● TASK TO COMPLETE
Working line by line, output the entries below exactly as they appear.

● DATASET EXTRACT
###
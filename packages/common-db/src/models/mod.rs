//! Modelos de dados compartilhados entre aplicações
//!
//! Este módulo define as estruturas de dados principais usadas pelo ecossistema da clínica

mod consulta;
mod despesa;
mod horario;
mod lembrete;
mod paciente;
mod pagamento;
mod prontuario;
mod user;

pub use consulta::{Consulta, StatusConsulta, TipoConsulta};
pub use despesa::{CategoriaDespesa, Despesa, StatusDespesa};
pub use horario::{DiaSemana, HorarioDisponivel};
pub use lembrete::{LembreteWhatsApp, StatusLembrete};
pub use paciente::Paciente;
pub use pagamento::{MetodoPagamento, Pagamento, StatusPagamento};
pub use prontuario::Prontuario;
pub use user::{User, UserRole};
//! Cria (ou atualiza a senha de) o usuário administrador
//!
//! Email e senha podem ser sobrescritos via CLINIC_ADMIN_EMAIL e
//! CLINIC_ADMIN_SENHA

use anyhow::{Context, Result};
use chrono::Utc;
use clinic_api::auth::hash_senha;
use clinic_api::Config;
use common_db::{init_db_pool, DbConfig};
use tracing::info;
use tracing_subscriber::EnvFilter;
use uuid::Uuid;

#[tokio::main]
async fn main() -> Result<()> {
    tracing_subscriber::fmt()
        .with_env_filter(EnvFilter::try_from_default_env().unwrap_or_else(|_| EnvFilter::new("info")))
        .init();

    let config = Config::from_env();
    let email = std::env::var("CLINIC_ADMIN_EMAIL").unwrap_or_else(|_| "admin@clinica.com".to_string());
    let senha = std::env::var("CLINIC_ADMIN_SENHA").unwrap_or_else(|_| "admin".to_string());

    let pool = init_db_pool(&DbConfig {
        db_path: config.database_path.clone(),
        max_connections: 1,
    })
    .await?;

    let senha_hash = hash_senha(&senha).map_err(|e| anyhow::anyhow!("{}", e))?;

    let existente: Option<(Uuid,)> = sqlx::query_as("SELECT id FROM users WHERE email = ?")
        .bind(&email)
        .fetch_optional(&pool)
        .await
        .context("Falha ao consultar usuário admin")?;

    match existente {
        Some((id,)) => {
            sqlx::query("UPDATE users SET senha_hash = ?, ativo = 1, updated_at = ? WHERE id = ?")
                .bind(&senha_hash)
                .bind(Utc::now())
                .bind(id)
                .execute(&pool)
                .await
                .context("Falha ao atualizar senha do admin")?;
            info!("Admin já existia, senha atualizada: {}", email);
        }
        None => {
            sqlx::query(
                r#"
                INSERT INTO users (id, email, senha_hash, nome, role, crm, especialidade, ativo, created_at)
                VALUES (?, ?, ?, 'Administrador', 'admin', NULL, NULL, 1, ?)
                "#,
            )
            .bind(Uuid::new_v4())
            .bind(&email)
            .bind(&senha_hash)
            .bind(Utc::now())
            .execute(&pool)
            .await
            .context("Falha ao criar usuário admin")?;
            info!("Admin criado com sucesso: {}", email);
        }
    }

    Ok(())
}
###
● ANSWER SPACE
filename packages/common-db/src/models/mod.rs
//! Modelos de dados compartilhados entre aplicações
//!
//! Este módulo define as estruturas de dados principais usadas pelo ecossistema da clínica

mod consulta;
mod despesa;
mod horario;
mod lembrete;
mod paciente;
mod pagamento;
mod prontuario;
mod user;

pub use consulta::{Consulta, StatusConsulta, TipoConsulta};
pub use despesa::{CategoriaDespesa, Despesa, StatusDespesa};
pub use horario::{DiaSemana, HorarioDisponivel};
pub use lembrete::{LembreteWhatsApp, StatusLembrete};
pub use paciente::Paciente;
pub use pagamento::{MetodoPagamento, Pagamento, StatusPagamento};
pub use prontuario::Prontuario;
pub use user::{User, UserRole};
//! Cria (ou atualiza a senha de) o usuário administrador
//!
//! Email e senha podem ser sobrescritos via CLINIC_ADMIN_EMAIL e
//! CLINIC_ADMIN_SENHA

use anyhow::{Context, Result};
use chrono::Utc;
use clinic_api::auth::hash_senha;
use clinic_api::Config;
use common_db::{init_db_pool, DbConfig};
use tracing::info;
use tracing_subscriber::EnvFilter;
use uuid::Uuid;

#[tokio::main]
async fn main() -> Result<()> {
    tracing_subscriber::fmt()
        .with_env_filter(EnvFilter::try_from_default_env().unwrap_or_else(|_| EnvFilter::new("info")))
        .init();

    let config = Config::from_env();
    let email = std::env::var("CLINIC_ADMIN_EMAIL").unwrap_or_else(|_| "admin@clinica.com".to_string());
    let senha = std::env::var("CLINIC_ADMIN_SENHA").unwrap_or_else(|_| "admin".to_string());

    let pool = init_db_pool(&DbConfig {
        db_path: config.database_path.clone(),
        max_connections: 1,
    })
    .await?;

    let senha_hash = hash_senha(&senha).map_err(|e| anyhow::anyhow!("{}", e))?;

    let existente: Option<(Uuid,)> = sqlx::query_as("SELECT id FROM users WHERE email = ?")
        .bind(&email)
        .fetch_optional(&pool)
        .await
        .context("Falha ao consultar usuário admin")?;

    match existente {
        Some((id,)) => {
            sqlx::query("UPDATE users SET senha_hash = ?, ativo = 1, updated_at = ? WHERE id = ?")
                .bind(&senha_hash)
                .bind(Utc::now())
                .bind(id)
                .execute(&pool)
                .await
                .context("Falha ao atualizar senha do admin")?;
            info!("Admin já existia, senha atualizada: {}", email);
        }
        None => {
            sqlx::query(
                r#"
                INSERT INTO users (id, email, senha_hash, nome, role, crm, especialidade, ativo, created_at)
                VALUES (?, ?, ?, 'Administrador', 'admin', NULL, NULL, 1, ?)
                "#,
            )
            .bind(Uuid::new_v4())
            .bind(&email)
            .bind(&senha_hash)
            .bind(Utc::now())
            .execute(&pool)
            .await
            .context("Falha ao criar usuário admin")?;
            info!("Admin criado com sucesso: {}", email);
        }
    }

    Ok(())
}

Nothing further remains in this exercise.